Problem statement >> Only lines holding "record" are needed; copy each of them from the data below.

Exercise input >>
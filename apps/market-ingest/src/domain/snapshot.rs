//! Stock Snapshots
//!
//! Latest known quote state per symbol, plus the typed partial updates the
//! live feed produces. A partial update only carries the fields the frame
//! actually contained; merging leaves every other field untouched.

use std::collections::BTreeMap;

use serde::{Deserialize, Serialize};

use super::feed::{DecodeError, DecodedMessage, MessageCategory, coerce_number};

/// Latest quote state for one symbol.
#[derive(Debug, Clone, Default, PartialEq, Serialize, Deserialize)]
#[serde(rename_all = "camelCase", default)]
pub struct StockSnapshot {
    /// Symbol (cache key).
    pub symbol: String,
    /// Exchange floor code.
    pub floor_code: String,
    /// Reference price.
    pub basic_price: f64,
    /// Ceiling price.
    pub ceiling_price: f64,
    /// Floor price.
    pub floor_price: f64,
    /// Last matched price.
    pub match_price: f64,
    /// Last matched quantity.
    pub match_qtty: f64,
    /// Session high.
    pub highest_price: f64,
    /// Session low.
    pub lowest_price: f64,
    /// Accumulated traded volume.
    pub accumulated_vol: f64,
    /// Accumulated traded value.
    pub accumulated_val: f64,
    /// Projected open price.
    pub project_open: f64,
    /// Foreign buy quantity.
    pub buy_foreign_qtty: f64,
    /// Foreign sell quantity.
    pub sell_foreign_qtty: f64,
    /// Remaining foreign room.
    pub current_room: f64,
    /// Total foreign room.
    pub total_room: f64,
    /// Best three bid prices.
    pub bid_price: [f64; 3],
    /// Best three bid quantities.
    pub bid_qtty: [f64; 3],
    /// Best three offer prices.
    pub offer_price: [f64; 3],
    /// Best three offer quantities.
    pub offer_qtty: [f64; 3],
}

impl StockSnapshot {
    /// Zero-valued record for a symbol.
    #[must_use]
    pub fn empty(symbol: impl Into<String>) -> Self {
        Self {
            symbol: symbol.into(),
            ..Self::default()
        }
    }

    /// Build a full record from a decoded quote message.
    ///
    /// Returns `None` when the message carries no instrument code.
    ///
    /// # Errors
    ///
    /// Returns `DecodeError::MalformedField` for non-numeric values.
    pub fn from_message(message: &DecodedMessage) -> Result<Option<Self>, DecodeError> {
        let Some(update) = SnapshotUpdate::from_message(message)? else {
            return Ok(None);
        };
        let mut snapshot = Self::empty(update.symbol.clone());
        update.apply_to(&mut snapshot);
        Ok(Some(snapshot))
    }

    fn set(&mut self, field: SnapshotField, value: &FieldValue) {
        let number = match value {
            FieldValue::Text(text) => {
                if field == SnapshotField::FloorCode {
                    self.floor_code.clone_from(text);
                }
                return;
            }
            FieldValue::Number(n) => *n,
        };
        let slot = match field {
            SnapshotField::FloorCode => None,
            SnapshotField::BasicPrice => Some(&mut self.basic_price),
            SnapshotField::CeilingPrice => Some(&mut self.ceiling_price),
            SnapshotField::FloorPrice => Some(&mut self.floor_price),
            SnapshotField::MatchPrice => Some(&mut self.match_price),
            SnapshotField::MatchQtty => Some(&mut self.match_qtty),
            SnapshotField::HighestPrice => Some(&mut self.highest_price),
            SnapshotField::LowestPrice => Some(&mut self.lowest_price),
            SnapshotField::AccumulatedVol => Some(&mut self.accumulated_vol),
            SnapshotField::AccumulatedVal => Some(&mut self.accumulated_val),
            SnapshotField::ProjectOpen => Some(&mut self.project_open),
            SnapshotField::BuyForeignQtty => Some(&mut self.buy_foreign_qtty),
            SnapshotField::SellForeignQtty => Some(&mut self.sell_foreign_qtty),
            SnapshotField::CurrentRoom => Some(&mut self.current_room),
            SnapshotField::TotalRoom => Some(&mut self.total_room),
            SnapshotField::BidPrice(level) => self.bid_price.get_mut(usize::from(level)),
            SnapshotField::BidQtty(level) => self.bid_qtty.get_mut(usize::from(level)),
            SnapshotField::OfferPrice(level) => self.offer_price.get_mut(usize::from(level)),
            SnapshotField::OfferQtty(level) => self.offer_qtty.get_mut(usize::from(level)),
        };
        // Levels past the third are not tracked.
        if let Some(slot) = slot {
            *slot = number;
        }
    }
}

// =============================================================================
// Fields
// =============================================================================

/// A snapshot field addressable by a partial update.
///
/// Book levels are zero-based (`0..3`).
#[derive(Debug, Clone, Copy, PartialEq, Eq, PartialOrd, Ord, Hash)]
pub enum SnapshotField {
    /// Exchange floor code (text).
    FloorCode,
    /// Reference price.
    BasicPrice,
    /// Ceiling price.
    CeilingPrice,
    /// Floor price.
    FloorPrice,
    /// Last matched price.
    MatchPrice,
    /// Last matched quantity.
    MatchQtty,
    /// Session high.
    HighestPrice,
    /// Session low.
    LowestPrice,
    /// Accumulated volume.
    AccumulatedVol,
    /// Accumulated value.
    AccumulatedVal,
    /// Projected open.
    ProjectOpen,
    /// Foreign buy quantity.
    BuyForeignQtty,
    /// Foreign sell quantity.
    SellForeignQtty,
    /// Remaining foreign room.
    CurrentRoom,
    /// Total foreign room.
    TotalRoom,
    /// Bid price at a book level.
    BidPrice(u8),
    /// Bid quantity at a book level.
    BidQtty(u8),
    /// Offer price at a book level.
    OfferPrice(u8),
    /// Offer quantity at a book level.
    OfferQtty(u8),
}

/// Feed field name for every snapshot field.
const FIELD_NAMES: [(&str, SnapshotField); 27] = [
    ("floorCode", SnapshotField::FloorCode),
    ("basicPrice", SnapshotField::BasicPrice),
    ("ceilingPrice", SnapshotField::CeilingPrice),
    ("floorPrice", SnapshotField::FloorPrice),
    ("matchPrice", SnapshotField::MatchPrice),
    ("matchQtty", SnapshotField::MatchQtty),
    ("highestPrice", SnapshotField::HighestPrice),
    ("lowestPrice", SnapshotField::LowestPrice),
    ("accumulatedVol", SnapshotField::AccumulatedVol),
    ("accumulatedVal", SnapshotField::AccumulatedVal),
    ("projectOpen", SnapshotField::ProjectOpen),
    ("buyForeignQtty", SnapshotField::BuyForeignQtty),
    ("sellForeignQtty", SnapshotField::SellForeignQtty),
    ("currentRoom", SnapshotField::CurrentRoom),
    ("totalRoom", SnapshotField::TotalRoom),
    ("bidPrice01", SnapshotField::BidPrice(0)),
    ("bidPrice02", SnapshotField::BidPrice(1)),
    ("bidPrice03", SnapshotField::BidPrice(2)),
    ("bidQtty01", SnapshotField::BidQtty(0)),
    ("bidQtty02", SnapshotField::BidQtty(1)),
    ("bidQtty03", SnapshotField::BidQtty(2)),
    ("offerPrice01", SnapshotField::OfferPrice(0)),
    ("offerPrice02", SnapshotField::OfferPrice(1)),
    ("offerPrice03", SnapshotField::OfferPrice(2)),
    ("offerQtty01", SnapshotField::OfferQtty(0)),
    ("offerQtty02", SnapshotField::OfferQtty(1)),
    ("offerQtty03", SnapshotField::OfferQtty(2)),
];

impl SnapshotField {
    /// Feed field name.
    #[must_use]
    pub fn wire_name(self) -> &'static str {
        FIELD_NAMES
            .iter()
            .find(|(_, field)| *field == self)
            .map_or("", |(name, _)| name)
    }

    /// Look up a field by feed field name.
    #[must_use]
    pub fn from_wire_name(name: &str) -> Option<Self> {
        FIELD_NAMES
            .iter()
            .find(|(wire, _)| *wire == name)
            .map(|(_, field)| *field)
    }

    /// Whether the field holds text rather than a number.
    #[must_use]
    pub const fn is_text(self) -> bool {
        matches!(self, Self::FloorCode)
    }

    /// Whether the field is a bid or offer price level.
    #[must_use]
    pub const fn is_book_price(self) -> bool {
        matches!(self, Self::BidPrice(_) | Self::OfferPrice(_))
    }
}

/// Session markers quoted in book price levels during opening and closing
/// auctions.
const AUCTION_MARKERS: [&str; 2] = ["ATO", "ATC"];

fn is_auction_marker(raw: &str) -> bool {
    AUCTION_MARKERS
        .iter()
        .any(|marker| raw.eq_ignore_ascii_case(marker))
}

/// Value carried by a partial update.
#[derive(Debug, Clone, PartialEq)]
pub enum FieldValue {
    /// Numeric value.
    Number(f64),
    /// Text value.
    Text(String),
}

// =============================================================================
// Partial Update
// =============================================================================

/// A field-subset update for one symbol.
#[derive(Debug, Clone, PartialEq)]
pub struct SnapshotUpdate {
    /// Target symbol.
    pub symbol: String,
    /// Fields to overwrite.
    pub fields: BTreeMap<SnapshotField, FieldValue>,
}

impl SnapshotUpdate {
    /// Create an empty update.
    #[must_use]
    pub fn new(symbol: impl Into<String>) -> Self {
        Self {
            symbol: symbol.into(),
            fields: BTreeMap::new(),
        }
    }

    /// Builder-style numeric field.
    #[must_use]
    pub fn with_number(mut self, field: SnapshotField, value: f64) -> Self {
        self.fields.insert(field, FieldValue::Number(value));
        self
    }

    /// Builder-style text field.
    #[must_use]
    pub fn with_text(mut self, field: SnapshotField, value: impl Into<String>) -> Self {
        self.fields.insert(field, FieldValue::Text(value.into()));
        self
    }

    /// Whether the update touches no field.
    #[must_use]
    pub fn is_empty(&self) -> bool {
        self.fields.is_empty()
    }

    /// Extract an update from a decoded quote message.
    ///
    /// Empty values are skipped, so they never clobber cached state. So are
    /// auction markers in book price levels. Returns `None` for non-quote
    /// messages and messages without an instrument code.
    ///
    /// # Errors
    ///
    /// Returns `DecodeError::MalformedField` for non-numeric values in the
    /// snapshot fields read.
    pub fn from_message(message: &DecodedMessage) -> Result<Option<Self>, DecodeError> {
        if message.category != MessageCategory::Quote {
            return Ok(None);
        }
        let Some(code) = message.code() else {
            return Ok(None);
        };

        let mut update = Self::new(code);
        for (name, raw) in &message.fields {
            let Some(field) = SnapshotField::from_wire_name(name) else {
                continue;
            };
            if raw.is_empty() || (field.is_book_price() && is_auction_marker(raw)) {
                continue;
            }
            let value = if field.is_text() {
                FieldValue::Text(raw.clone())
            } else {
                FieldValue::Number(coerce_number(name, raw)?)
            };
            update.fields.insert(field, value);
        }
        Ok(Some(update))
    }

    /// Overwrite exactly the carried fields on `snapshot`.
    pub fn apply_to(&self, snapshot: &mut StockSnapshot) {
        for (field, value) in &self.fields {
            snapshot.set(*field, value);
        }
    }
}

Result >>
    /// Zero-valued record for a symbol.
    /// Build a full record from a decoded quote message.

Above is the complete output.